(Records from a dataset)
=== Begin Enclosure ===
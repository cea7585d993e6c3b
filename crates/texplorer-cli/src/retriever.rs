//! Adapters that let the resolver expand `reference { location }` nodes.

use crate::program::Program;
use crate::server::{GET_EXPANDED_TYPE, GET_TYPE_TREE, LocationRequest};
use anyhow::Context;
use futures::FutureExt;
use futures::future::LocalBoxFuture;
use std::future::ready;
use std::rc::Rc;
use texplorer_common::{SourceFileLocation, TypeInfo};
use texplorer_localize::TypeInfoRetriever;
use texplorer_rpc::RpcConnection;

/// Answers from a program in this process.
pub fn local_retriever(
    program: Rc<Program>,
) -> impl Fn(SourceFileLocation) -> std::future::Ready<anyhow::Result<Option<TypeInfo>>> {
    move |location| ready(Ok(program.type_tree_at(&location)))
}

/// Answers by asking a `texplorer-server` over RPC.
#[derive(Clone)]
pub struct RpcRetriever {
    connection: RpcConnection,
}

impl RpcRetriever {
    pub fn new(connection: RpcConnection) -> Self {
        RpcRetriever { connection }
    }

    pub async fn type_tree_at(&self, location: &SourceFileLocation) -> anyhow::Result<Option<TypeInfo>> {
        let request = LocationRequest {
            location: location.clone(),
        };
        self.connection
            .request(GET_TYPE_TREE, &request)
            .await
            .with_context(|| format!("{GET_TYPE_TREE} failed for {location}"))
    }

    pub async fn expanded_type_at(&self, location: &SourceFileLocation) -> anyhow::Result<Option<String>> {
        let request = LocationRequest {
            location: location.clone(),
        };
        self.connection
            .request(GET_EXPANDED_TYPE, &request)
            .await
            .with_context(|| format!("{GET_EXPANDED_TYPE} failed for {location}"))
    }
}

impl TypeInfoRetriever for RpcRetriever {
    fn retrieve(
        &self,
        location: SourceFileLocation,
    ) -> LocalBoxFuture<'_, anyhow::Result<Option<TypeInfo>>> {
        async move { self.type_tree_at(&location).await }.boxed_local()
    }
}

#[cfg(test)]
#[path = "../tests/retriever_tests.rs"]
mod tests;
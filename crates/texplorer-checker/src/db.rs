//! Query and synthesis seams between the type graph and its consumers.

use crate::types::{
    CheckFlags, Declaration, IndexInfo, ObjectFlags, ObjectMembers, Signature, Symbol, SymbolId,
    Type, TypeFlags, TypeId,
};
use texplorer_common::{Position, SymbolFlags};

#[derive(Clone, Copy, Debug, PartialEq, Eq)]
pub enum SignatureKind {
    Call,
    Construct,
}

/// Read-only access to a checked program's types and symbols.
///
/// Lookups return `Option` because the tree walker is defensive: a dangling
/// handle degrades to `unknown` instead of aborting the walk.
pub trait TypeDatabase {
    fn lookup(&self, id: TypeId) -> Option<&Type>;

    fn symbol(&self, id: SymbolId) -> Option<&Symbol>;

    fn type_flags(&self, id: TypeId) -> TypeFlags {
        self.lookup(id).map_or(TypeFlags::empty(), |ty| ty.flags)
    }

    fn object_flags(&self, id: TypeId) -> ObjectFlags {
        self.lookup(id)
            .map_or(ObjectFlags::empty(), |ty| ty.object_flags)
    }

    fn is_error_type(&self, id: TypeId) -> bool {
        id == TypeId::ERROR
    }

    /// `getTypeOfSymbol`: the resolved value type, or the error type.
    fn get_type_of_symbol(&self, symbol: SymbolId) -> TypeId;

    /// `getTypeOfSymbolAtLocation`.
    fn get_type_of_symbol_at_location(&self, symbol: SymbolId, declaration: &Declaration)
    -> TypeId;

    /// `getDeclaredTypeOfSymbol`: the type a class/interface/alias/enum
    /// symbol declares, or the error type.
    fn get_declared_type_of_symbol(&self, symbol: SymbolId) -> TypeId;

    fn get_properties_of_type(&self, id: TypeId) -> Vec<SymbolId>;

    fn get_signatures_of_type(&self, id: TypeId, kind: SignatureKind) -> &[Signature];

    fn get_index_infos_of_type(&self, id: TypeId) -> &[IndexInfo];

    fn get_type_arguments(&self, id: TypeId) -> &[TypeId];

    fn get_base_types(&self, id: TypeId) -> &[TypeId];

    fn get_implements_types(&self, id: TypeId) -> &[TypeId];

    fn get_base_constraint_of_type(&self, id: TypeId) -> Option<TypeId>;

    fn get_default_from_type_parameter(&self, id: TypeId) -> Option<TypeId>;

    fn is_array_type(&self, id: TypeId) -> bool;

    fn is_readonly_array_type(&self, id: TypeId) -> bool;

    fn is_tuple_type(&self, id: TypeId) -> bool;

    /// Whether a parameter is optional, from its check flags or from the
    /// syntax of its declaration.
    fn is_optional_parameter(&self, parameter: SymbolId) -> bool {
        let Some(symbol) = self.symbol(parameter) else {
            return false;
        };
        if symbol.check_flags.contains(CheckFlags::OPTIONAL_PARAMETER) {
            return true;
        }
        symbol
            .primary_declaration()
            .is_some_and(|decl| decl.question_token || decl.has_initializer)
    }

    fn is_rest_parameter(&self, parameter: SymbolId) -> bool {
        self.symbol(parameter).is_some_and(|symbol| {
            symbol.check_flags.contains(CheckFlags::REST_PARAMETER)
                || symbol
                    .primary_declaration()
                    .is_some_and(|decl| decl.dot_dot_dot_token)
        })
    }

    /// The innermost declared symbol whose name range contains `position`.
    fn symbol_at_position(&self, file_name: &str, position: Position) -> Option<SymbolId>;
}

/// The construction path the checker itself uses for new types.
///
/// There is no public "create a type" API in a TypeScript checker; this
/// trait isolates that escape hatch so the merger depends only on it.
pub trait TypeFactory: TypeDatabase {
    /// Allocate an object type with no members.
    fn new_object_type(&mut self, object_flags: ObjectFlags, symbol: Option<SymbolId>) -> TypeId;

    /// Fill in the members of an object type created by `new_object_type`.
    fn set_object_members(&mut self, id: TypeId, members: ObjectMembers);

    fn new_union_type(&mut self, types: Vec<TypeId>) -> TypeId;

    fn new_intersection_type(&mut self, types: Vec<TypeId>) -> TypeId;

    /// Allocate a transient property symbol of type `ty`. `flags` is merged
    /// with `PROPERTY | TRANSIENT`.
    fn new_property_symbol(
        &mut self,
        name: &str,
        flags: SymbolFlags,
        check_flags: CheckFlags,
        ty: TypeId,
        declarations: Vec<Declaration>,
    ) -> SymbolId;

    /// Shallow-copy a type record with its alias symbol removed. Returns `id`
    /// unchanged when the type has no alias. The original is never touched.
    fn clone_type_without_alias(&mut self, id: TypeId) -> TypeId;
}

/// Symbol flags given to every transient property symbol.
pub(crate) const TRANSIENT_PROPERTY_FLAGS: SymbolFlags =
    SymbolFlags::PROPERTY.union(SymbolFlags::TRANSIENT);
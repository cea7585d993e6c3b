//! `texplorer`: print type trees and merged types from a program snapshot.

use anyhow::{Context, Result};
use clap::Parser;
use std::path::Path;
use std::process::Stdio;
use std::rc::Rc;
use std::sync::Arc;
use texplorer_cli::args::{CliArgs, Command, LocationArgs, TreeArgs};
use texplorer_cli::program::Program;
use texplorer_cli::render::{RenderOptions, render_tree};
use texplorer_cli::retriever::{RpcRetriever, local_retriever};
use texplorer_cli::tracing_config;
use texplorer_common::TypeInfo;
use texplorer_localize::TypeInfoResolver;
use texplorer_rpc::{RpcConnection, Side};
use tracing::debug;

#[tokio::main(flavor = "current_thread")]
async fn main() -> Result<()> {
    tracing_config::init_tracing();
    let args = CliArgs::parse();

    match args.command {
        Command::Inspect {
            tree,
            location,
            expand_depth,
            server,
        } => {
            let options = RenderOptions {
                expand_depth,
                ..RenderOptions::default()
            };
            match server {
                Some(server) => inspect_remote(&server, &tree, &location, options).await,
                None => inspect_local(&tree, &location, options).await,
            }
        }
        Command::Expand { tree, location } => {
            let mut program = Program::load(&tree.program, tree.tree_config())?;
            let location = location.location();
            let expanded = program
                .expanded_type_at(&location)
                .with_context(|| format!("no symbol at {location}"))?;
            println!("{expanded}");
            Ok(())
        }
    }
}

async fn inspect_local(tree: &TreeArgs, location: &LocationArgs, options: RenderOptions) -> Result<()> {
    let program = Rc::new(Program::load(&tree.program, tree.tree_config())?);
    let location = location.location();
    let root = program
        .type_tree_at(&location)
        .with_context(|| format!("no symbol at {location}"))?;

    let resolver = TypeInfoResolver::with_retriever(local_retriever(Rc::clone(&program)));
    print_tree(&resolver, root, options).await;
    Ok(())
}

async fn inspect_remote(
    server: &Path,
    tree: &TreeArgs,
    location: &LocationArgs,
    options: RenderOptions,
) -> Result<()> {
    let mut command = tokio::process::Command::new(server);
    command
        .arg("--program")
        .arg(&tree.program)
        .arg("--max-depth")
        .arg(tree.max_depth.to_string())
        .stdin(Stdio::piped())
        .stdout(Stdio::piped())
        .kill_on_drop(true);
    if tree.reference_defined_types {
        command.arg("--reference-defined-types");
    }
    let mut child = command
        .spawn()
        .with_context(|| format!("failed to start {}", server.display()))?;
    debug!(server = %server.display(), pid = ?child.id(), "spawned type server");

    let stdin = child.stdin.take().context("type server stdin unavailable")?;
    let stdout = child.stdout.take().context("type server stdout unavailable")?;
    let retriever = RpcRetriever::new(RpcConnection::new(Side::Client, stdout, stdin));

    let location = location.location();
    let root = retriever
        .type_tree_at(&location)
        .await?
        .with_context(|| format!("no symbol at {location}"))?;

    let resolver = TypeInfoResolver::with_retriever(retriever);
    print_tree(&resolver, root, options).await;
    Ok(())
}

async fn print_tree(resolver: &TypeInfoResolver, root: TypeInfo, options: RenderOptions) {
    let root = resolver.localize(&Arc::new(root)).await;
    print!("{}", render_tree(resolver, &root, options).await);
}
=== End Enclosure ===
=== Begin Enclosure ===
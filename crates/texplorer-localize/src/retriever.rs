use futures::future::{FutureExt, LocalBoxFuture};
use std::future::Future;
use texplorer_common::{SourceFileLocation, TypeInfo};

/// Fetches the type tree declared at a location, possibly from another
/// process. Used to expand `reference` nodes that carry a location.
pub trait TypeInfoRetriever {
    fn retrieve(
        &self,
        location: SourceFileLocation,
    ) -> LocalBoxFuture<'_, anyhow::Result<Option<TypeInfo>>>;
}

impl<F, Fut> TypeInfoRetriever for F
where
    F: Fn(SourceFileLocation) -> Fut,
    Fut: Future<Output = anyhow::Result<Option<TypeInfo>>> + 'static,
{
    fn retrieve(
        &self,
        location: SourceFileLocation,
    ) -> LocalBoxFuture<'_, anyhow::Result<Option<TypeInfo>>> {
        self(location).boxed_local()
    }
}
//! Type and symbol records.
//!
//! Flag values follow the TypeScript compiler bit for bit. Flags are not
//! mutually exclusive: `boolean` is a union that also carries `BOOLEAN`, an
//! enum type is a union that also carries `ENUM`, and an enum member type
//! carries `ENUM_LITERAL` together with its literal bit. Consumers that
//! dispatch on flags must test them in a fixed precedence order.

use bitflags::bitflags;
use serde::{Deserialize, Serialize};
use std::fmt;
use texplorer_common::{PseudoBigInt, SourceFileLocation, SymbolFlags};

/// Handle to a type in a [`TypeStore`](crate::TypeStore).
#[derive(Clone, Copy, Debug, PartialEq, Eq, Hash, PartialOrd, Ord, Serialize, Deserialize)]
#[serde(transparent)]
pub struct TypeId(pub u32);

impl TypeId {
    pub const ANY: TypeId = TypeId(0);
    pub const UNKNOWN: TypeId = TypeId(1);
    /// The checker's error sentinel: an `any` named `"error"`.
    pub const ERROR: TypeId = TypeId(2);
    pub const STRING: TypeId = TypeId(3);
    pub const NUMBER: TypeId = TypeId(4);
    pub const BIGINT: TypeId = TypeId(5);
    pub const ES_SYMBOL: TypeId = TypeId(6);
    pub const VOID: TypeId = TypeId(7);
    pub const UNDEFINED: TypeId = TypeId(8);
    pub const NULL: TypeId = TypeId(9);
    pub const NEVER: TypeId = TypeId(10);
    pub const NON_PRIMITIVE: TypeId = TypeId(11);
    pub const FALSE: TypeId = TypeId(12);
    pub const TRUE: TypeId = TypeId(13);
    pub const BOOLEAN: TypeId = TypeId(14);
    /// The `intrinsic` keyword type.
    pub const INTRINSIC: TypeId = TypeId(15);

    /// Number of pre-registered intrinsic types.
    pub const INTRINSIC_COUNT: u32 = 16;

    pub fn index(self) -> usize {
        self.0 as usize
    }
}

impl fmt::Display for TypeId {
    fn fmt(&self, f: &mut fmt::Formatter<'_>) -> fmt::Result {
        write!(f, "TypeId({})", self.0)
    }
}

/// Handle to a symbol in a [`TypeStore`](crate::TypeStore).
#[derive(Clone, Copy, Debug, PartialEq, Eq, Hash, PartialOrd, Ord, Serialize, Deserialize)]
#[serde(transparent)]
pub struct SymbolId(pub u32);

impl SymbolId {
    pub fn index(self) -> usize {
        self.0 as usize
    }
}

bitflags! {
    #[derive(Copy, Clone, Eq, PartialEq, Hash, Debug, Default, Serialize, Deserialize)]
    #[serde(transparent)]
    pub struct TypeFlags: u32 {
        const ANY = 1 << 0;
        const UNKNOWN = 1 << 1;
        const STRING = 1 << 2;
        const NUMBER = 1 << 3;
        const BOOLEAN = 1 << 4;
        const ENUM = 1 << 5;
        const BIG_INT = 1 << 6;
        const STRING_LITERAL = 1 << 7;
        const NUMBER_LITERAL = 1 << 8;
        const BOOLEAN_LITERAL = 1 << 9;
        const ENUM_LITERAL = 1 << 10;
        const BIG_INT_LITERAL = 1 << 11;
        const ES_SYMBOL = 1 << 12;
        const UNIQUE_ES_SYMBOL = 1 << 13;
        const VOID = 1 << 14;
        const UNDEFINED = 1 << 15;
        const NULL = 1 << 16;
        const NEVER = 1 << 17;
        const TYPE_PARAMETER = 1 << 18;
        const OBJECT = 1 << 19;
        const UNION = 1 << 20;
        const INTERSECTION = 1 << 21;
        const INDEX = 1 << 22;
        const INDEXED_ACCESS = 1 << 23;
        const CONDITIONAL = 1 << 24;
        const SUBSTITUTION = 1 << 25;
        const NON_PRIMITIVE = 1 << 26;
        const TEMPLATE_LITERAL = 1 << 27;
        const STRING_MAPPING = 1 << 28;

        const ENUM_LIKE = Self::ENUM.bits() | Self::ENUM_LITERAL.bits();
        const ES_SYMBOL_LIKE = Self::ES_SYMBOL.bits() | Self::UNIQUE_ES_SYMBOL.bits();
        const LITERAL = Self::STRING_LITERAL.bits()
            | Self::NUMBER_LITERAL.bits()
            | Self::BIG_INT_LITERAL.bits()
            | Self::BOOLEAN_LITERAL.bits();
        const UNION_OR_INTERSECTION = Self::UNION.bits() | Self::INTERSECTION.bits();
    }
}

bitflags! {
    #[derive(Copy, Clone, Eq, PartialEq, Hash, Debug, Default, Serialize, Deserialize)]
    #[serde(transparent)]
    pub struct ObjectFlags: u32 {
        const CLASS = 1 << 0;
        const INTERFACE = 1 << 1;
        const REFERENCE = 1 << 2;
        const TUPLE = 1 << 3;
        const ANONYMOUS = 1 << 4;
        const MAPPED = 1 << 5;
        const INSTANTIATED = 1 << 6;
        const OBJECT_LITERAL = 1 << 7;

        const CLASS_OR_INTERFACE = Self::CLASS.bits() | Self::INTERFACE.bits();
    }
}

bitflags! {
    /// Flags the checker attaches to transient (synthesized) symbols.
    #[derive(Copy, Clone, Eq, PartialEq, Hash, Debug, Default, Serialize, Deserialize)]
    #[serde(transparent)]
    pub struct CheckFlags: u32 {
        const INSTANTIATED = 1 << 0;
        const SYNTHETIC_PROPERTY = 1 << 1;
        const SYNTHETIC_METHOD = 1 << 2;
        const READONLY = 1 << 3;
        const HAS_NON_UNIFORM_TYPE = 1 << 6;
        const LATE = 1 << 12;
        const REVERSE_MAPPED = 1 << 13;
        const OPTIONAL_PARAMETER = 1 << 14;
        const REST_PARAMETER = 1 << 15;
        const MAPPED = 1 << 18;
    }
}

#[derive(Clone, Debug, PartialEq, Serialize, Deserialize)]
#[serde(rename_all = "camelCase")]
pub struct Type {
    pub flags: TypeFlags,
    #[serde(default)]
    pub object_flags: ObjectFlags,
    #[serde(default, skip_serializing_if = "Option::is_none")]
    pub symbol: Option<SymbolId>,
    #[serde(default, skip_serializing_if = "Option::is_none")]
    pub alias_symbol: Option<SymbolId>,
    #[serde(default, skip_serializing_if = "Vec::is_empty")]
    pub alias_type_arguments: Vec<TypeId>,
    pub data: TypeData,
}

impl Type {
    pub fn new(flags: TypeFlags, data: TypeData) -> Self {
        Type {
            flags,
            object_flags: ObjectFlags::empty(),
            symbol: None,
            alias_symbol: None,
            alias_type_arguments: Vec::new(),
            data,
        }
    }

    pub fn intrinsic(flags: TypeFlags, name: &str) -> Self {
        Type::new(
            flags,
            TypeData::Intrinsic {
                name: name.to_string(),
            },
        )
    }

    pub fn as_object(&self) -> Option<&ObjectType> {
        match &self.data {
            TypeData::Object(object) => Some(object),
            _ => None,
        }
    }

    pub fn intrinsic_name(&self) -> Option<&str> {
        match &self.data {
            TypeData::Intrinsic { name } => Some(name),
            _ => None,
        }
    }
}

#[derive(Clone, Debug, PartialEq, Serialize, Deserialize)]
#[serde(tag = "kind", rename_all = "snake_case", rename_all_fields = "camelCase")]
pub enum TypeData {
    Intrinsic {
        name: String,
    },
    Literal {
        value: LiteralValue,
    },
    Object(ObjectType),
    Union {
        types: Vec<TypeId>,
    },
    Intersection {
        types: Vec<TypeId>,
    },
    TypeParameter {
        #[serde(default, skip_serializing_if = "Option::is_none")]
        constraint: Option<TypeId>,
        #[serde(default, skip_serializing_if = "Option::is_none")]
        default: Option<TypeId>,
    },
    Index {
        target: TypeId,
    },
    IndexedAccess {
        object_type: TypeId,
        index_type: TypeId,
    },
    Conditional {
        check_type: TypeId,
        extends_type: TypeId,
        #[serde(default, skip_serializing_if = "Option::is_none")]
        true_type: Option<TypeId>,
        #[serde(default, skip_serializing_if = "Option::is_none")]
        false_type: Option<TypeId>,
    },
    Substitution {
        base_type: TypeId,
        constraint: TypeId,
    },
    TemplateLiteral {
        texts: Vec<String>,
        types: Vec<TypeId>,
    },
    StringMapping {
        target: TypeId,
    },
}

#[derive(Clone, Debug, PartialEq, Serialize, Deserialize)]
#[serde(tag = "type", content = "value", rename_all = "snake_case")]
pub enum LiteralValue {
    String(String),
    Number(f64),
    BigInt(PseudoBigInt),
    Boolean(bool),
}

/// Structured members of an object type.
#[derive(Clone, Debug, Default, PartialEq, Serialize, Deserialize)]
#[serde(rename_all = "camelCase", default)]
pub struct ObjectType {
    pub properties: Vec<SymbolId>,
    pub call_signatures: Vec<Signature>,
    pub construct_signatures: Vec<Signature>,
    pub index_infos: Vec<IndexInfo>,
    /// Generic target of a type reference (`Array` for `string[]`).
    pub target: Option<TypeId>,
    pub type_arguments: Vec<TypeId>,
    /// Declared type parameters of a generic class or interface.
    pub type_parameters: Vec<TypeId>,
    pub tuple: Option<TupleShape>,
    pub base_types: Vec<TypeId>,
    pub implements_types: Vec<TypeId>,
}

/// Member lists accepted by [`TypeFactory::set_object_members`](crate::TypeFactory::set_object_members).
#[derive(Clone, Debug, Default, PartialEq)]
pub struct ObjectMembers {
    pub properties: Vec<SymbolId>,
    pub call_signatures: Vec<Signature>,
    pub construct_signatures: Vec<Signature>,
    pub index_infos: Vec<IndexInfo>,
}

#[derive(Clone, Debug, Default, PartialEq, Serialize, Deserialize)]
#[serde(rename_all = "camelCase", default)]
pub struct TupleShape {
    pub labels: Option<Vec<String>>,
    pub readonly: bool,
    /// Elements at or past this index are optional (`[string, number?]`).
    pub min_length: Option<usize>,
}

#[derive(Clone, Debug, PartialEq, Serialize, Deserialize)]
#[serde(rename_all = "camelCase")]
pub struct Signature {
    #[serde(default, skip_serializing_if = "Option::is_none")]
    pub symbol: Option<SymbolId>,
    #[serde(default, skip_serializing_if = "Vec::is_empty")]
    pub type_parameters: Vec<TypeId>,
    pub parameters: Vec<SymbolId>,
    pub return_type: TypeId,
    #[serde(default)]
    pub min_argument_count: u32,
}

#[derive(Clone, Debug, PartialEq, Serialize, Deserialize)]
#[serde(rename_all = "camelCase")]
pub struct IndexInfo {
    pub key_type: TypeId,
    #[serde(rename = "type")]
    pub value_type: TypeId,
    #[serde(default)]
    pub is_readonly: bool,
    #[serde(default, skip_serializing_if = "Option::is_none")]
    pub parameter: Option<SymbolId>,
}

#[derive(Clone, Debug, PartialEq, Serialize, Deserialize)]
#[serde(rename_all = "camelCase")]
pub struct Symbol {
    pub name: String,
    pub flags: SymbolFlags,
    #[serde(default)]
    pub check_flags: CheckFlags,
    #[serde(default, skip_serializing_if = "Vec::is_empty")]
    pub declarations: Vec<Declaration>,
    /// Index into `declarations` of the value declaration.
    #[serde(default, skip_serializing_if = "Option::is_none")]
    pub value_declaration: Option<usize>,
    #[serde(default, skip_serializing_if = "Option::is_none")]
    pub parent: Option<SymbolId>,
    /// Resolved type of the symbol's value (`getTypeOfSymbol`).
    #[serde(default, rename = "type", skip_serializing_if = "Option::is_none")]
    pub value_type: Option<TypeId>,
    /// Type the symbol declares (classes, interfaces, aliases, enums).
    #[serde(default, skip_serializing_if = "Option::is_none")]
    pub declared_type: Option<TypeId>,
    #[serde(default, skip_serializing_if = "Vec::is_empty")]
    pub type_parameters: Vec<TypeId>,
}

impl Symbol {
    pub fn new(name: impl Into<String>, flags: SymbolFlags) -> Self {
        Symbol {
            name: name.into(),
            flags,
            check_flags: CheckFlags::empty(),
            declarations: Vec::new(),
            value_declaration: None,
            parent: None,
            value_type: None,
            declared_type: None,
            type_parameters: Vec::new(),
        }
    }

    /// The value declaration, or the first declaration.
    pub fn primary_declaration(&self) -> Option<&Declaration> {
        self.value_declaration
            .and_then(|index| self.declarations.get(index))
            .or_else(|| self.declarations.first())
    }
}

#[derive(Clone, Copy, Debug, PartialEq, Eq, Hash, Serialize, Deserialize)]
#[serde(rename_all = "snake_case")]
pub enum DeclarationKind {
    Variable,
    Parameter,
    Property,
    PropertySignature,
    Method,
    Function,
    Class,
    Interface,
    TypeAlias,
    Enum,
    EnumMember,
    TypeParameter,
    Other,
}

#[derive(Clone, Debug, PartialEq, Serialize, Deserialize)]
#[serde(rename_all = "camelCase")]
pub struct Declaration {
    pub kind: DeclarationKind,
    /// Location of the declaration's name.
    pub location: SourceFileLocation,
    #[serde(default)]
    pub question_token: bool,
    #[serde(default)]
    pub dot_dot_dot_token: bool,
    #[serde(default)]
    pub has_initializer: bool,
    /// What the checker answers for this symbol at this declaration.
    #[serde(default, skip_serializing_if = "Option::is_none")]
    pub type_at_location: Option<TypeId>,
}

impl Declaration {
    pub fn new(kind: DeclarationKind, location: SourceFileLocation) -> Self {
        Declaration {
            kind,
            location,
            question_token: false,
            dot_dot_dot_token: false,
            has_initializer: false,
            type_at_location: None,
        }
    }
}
=== End Enclosure ===
* TRY IT
The entries above hold the needed span. Transcribe exactly the lines from the one with "-> LocalBoxFuture<'_, anyhow::Result<Option<TypeInfo>>>;" to the one with "pub const ANY: TypeId = TypeId(0);", both included.

* SOLUTION BELOW
    ) -> LocalBoxFuture<'_, anyhow::Result<Option<TypeInfo>>>;
}

impl<F, Fut> TypeInfoRetriever for F
where
    F: Fn(SourceFileLocation) -> Fut,
    Fut: Future<Output = anyhow::Result<Option<TypeInfo>>> + 'static,
{
    fn retrieve(
        &self,
        location: SourceFileLocation,
    ) -> LocalBoxFuture<'_, anyhow::Result<Option<TypeInfo>>> {
        self(location).boxed_local()
    }
}
//! Type and symbol records.
//!
//! Flag values follow the TypeScript compiler bit for bit. Flags are not
//! mutually exclusive: `boolean` is a union that also carries `BOOLEAN`, an
//! enum type is a union that also carries `ENUM`, and an enum member type
//! carries `ENUM_LITERAL` together with its literal bit. Consumers that
//! dispatch on flags must test them in a fixed precedence order.

use bitflags::bitflags;
use serde::{Deserialize, Serialize};
use std::fmt;
use texplorer_common::{PseudoBigInt, SourceFileLocation, SymbolFlags};

/// Handle to a type in a [`TypeStore`](crate::TypeStore).
#[derive(Clone, Copy, Debug, PartialEq, Eq, Hash, PartialOrd, Ord, Serialize, Deserialize)]
#[serde(transparent)]
pub struct TypeId(pub u32);

impl TypeId {
    pub const ANY: TypeId = TypeId(0);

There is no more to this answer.